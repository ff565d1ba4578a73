use super::scalar::sign;
use super::{Point2, TOLERANCE};
use crate::error::GeometryError;

/// Coefficients of the implicit line `a·x + b·y = c` through two points.
fn implicit_line(p: &Point2, q: &Point2) -> (f64, f64, f64) {
    let a = q.y - p.y;
    let b = p.x - q.x;
    (a, b, a * p.x + b * p.y)
}

/// Whether `pt` lies inside the bounding box of the segment `p`→`q`,
/// inclusive within [`TOLERANCE`].
fn within_segment_bounds(pt: &Point2, p: &Point2, q: &Point2) -> bool {
    let eps = TOLERANCE;
    p.x.min(q.x) - eps <= pt.x
        && pt.x <= p.x.max(q.x) + eps
        && p.y.min(q.y) - eps <= pt.y
        && pt.y <= p.y.max(q.y) + eps
}

/// An endpoint of either segment lying exactly on the other line.
///
/// For non-parallel lines that endpoint is the intersection, and returning
/// it verbatim keeps Cramer's rounding from pushing it off the segment.
#[allow(clippy::float_cmp)]
fn endpoint_on_other_line(a0: &Point2, a1: &Point2, b0: &Point2, b1: &Point2) -> Option<Point2> {
    [a0, a1]
        .into_iter()
        .find(|p| check_direction(b0, b1, p) == 0.0)
        .or_else(|| [b0, b1].into_iter().find(|p| check_direction(a0, a1, p) == 0.0))
        .copied()
}

/// Intersection of line `a0`→`a1` with line `b0`→`b1`.
///
/// Both lines are infinite unless `clip_a` / `clip_b` restrict them to their
/// segments. A point on a segment endpoint counts as inside: an endpoint
/// lying exactly on the other line is returned as-is, and the segment bounds
/// are widened by [`TOLERANCE`].
///
/// # Errors
///
/// - `GeometryError::Parallel` if the lines are parallel or coincident
///   (zero determinant).
/// - `GeometryError::DisjointSegments` if the lines cross outside a
///   requested segment.
#[allow(clippy::float_cmp)]
pub fn find_intersect(
    a0: &Point2,
    a1: &Point2,
    b0: &Point2,
    b1: &Point2,
    clip_a: bool,
    clip_b: bool,
) -> Result<Point2, GeometryError> {
    let (a_a, b_a, c_a) = implicit_line(a0, a1);
    let (a_b, b_b, c_b) = implicit_line(b0, b1);

    let det = a_a * b_b - a_b * b_a;
    if det == 0.0 {
        return Err(GeometryError::Parallel);
    }

    let pt = endpoint_on_other_line(a0, a1, b0, b1).unwrap_or_else(|| {
        Point2::new(
            (b_b * c_a - b_a * c_b) / det,
            (a_a * c_b - a_b * c_a) / det,
        )
    });

    if clip_a && !within_segment_bounds(&pt, a0, a1) {
        return Err(GeometryError::DisjointSegments);
    }
    if clip_b && !within_segment_bounds(&pt, b0, b1) {
        return Err(GeometryError::DisjointSegments);
    }
    Ok(pt)
}

/// Cross product of `p1`→`p2` with `p1`→`p3`.
///
/// Positive when `p3` is counter-clockwise of the directed line `p1`→`p2`
/// (in a y-up frame), negative when clockwise, zero when collinear.
#[must_use]
pub fn check_direction(p1: &Point2, p2: &Point2, p3: &Point2) -> f64 {
    (p2.x - p1.x) * (p3.y - p1.y) - (p3.x - p1.x) * (p2.y - p1.y)
}

/// Orientation test for segments `a0`→`a1` and `b0`→`b1`.
///
/// True when the endpoints of each segment lie on opposite sides of the
/// other segment's line, or one endpoint lies on it. Fully collinear
/// segments report `false`, matching [`find_intersect`]'s `Parallel`.
#[allow(clippy::float_cmp)]
#[must_use]
pub fn check_intersect(a0: &Point2, a1: &Point2, b0: &Point2, b1: &Point2) -> bool {
    let d1 = sign(check_direction(b0, b1, a0));
    let d2 = sign(check_direction(b0, b1, a1));
    let d3 = sign(check_direction(a0, a1, b0));
    let d4 = sign(check_direction(a0, a1, b1));
    d1 != d2 && d3 != d4
}
use super::{Point2, Vector2};

/// Returns the point of the axis-aligned box closest to `p`.
///
/// The box spans `origin` to `origin + extent`. Each axis is clamped as
/// `max(min_edge, min(p, max_edge))`, so a point inside the box maps to
/// itself and an inverted (negative) extent collapses onto `origin`.
#[must_use]
pub fn closest_point_on_box(origin: &Point2, extent: &Vector2, p: &Point2) -> Point2 {
    Point2::new(
        origin.x.max(p.x.min(origin.x + extent.x)),
        origin.y.max(p.y.min(origin.y + extent.y)),
    )
}

/// Returns the distance from `p` to the nearest point of the axis-aligned box.
///
/// Zero when `p` lies inside or on the boundary of the box.
#[must_use]
pub fn point_to_box_dist(origin: &Point2, extent: &Vector2, p: &Point2) -> f64 {
    let closest = closest_point_on_box(origin, extent, p);
    ((p.x - closest.x).powi(2) + (p.y - closest.y).powi(2)).sqrt()
}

→ What is required: Return every line from the material that contains the word "collinear".

→ Your solution:
/// (in a y-up frame), negative when clockwise, zero when collinear.
/// other segment's line, or one endpoint lies on it. Fully collinear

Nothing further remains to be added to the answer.